-- Extracted entries follows --
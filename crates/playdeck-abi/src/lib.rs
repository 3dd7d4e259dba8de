//! Binary contract between the Playdeck host and native hotkey plugins.
//!
//! Everything in this crate is ABI: field order, sizes, and the entry
//! symbol are frozen per API level and may only grow append-only.

pub mod descriptor;
pub mod slot;

pub use descriptor::{
    ActionForKeycomboFn, EntryFn, NameForKeycodeFn, RawDescriptor, ResetFn, API_LEVEL,
    DESCRIPTOR_MAGIC, ENTRY_SYMBOL, ENTRY_SYMBOL_NAME, FLAG_REENTRANT,
};
pub use slot::SlotId;
use std::path::PathBuf;

use thiserror::Error;

use playdeck_abi::SlotId;

use crate::descriptor::SlotStatus;

/// Structural validation failure. Fatal to that module's load only.
#[derive(Error, Debug)]
pub enum MalformedDescriptor {
    #[error("entry function returned a null descriptor")]
    NullDescriptor,

    #[error("bad descriptor magic {found:#010x}")]
    BadMagic { found: u32 },

    #[error(
        "declared size {size_bytes} is below the {required} bytes required for api level {api_level}"
    )]
    TruncatedPrefix {
        size_bytes: u32,
        required: usize,
        api_level: u32,
    },

    #[error("descriptor field `{field}` is null or not valid UTF-8")]
    BadString { field: &'static str },
}

/// Version negotiation failure: the plugin predates the oldest schema
/// level this host still supports.
#[derive(Error, Debug)]
#[error("plugin declares api level {plugin_level}, host requires at least {host_min}")]
pub struct UnsupportedPlugin {
    pub plugin_level: u32,
    pub host_min: u32,
}

/// Aggregate over everything that can go wrong while loading one module.
/// A failed load never leaves a partially opened module behind.
#[derive(Error, Debug)]
pub enum LoadError {
    #[error("failed to open module {}", .path.display())]
    OpenModule {
        path: PathBuf,
        #[source]
        source: libloading::Error,
    },

    #[error("module {} does not export `{symbol}`", .path.display())]
    MissingSymbol {
        path: PathBuf,
        symbol: &'static str,
        #[source]
        source: libloading::Error,
    },

    #[error("malformed descriptor: {0}")]
    Malformed(#[from] MalformedDescriptor),

    #[error("unsupported plugin: {0}")]
    Unsupported(#[from] UnsupportedPlugin),
}

/// Per-call outcome for an unavailable capability. This is expected
/// control flow, not a fault: callers fall back to default behavior.
#[derive(Error, Debug, PartialEq, Eq)]
pub enum InvokeError {
    #[error("capability `{slot}` is not supported ({status})")]
    NotSupported { slot: SlotId, status: SlotStatus },

    #[error("plugin is unloading, no new invocations accepted")]
    Unloading,
}
//! Drain-then-close barrier guarding module teardown.
//!
//! Every capability invocation holds a permit; unloading flips the gate
//! to draining (no new permits) and waits for outstanding permits to be
//! returned before the module handle may be released.

use std::sync::{Condvar, Mutex};

use crate::error::InvokeError;

#[derive(Debug)]
struct GateState {
    in_flight: usize,
    draining: bool,
}

#[derive(Debug)]
pub(crate) struct CallGate {
    state: Mutex<GateState>,
    idle: Condvar,
}

impl CallGate {
    pub fn new() -> Self {
        Self {
            state: Mutex::new(GateState {
                in_flight: 0,
                draining: false,
            }),
            idle: Condvar::new(),
        }
    }

    /// Take a permit for one invocation. Fails once draining has begun.
    pub fn begin(&self) -> Result<CallPermit<'_>, InvokeError> {
        let mut state = self.state.lock().unwrap_or_else(|e| e.into_inner());
        if state.draining {
            return Err(InvokeError::Unloading);
        }
        state.in_flight += 1;
        Ok(CallPermit { gate: self })
    }

    /// Block new invocations and wait until in-flight ones finish.
    /// Idempotent; the gate stays closed afterwards.
    pub fn drain(&self) {
        let mut state = self.state.lock().unwrap_or_else(|e| e.into_inner());
        state.draining = true;
        while state.in_flight > 0 {
            state = self.idle.wait(state).unwrap_or_else(|e| e.into_inner());
        }
    }

    #[cfg(test)]
    fn in_flight(&self) -> usize {
        self.state.lock().unwrap_or_else(|e| e.into_inner()).in_flight
    }
}

#[derive(Debug)]
pub(crate) struct CallPermit<'a> {
    gate: &'a CallGate,
}

impl Drop for CallPermit<'_> {
    fn drop(&mut self) {
        let mut state = self
            .gate
            .state
            .lock()
            .unwrap_or_else(|e| e.into_inner());
        state.in_flight -= 1;
        if state.in_flight == 0 {
            self.gate.idle.notify_all();
        }
    }
}

#[cfg(test)]
mod tests {
    use super::*;
    use std::sync::atomic::{AtomicBool, Ordering};
    use std::sync::Arc;
    use std::time::Duration;

    #[test]
    fn permits_count_in_flight_calls() {
        let gate = CallGate::new();
        let a = gate.begin().unwrap();
        let b = gate.begin().unwrap();
        assert_eq!(gate.in_flight(), 2);
        drop(a);
        assert_eq!(gate.in_flight(), 1);
        drop(b);
        assert_eq!(gate.in_flight(), 0);
    }

    #[test]
    fn drain_rejects_new_calls() {
        let gate = CallGate::new();
        gate.drain();
        assert_eq!(gate.begin().unwrap_err(), InvokeError::Unloading);
        // Draining twice is fine.
        gate.drain();
    }

    #[test]
    fn drain_waits_for_outstanding_permits() {
        let gate = Arc::new(CallGate::new());
        let finished = Arc::new(AtomicBool::new(false));

        let permit_gate = Arc::clone(&gate);
        let permit_done = Arc::clone(&finished);
        let worker = std::thread::spawn(move || {
            let permit = permit_gate.begin().unwrap();
            std::thread::sleep(Duration::from_millis(100));
            permit_done.store(true, Ordering::SeqCst);
            drop(permit);
        });

        // Give the worker time to take its permit before draining.
        std::thread::sleep(Duration::from_millis(20));
        gate.drain();
        assert!(
            finished.load(Ordering::SeqCst),
            "drain returned while a call was still in flight"
        );

        worker.join().unwrap();
    }
}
-- Extracted entries concluded --
All lines above between those holding "is unloading, no" and "pub(crate) struct CallGate", inclusive, must be set down unchanged, and no other line may be included.

*Solved problem*:
    #[error("plugin is unloading, no new invocations accepted")]
    Unloading,
}
//! Drain-then-close barrier guarding module teardown.
//!
//! Every capability invocation holds a permit; unloading flips the gate
//! to draining (no new permits) and waits for outstanding permits to be
//! returned before the module handle may be released.

use std::sync::{Condvar, Mutex};

use crate::error::InvokeError;

#[derive(Debug)]
struct GateState {
    in_flight: usize,
    draining: bool,
}

#[derive(Debug)]
pub(crate) struct CallGate {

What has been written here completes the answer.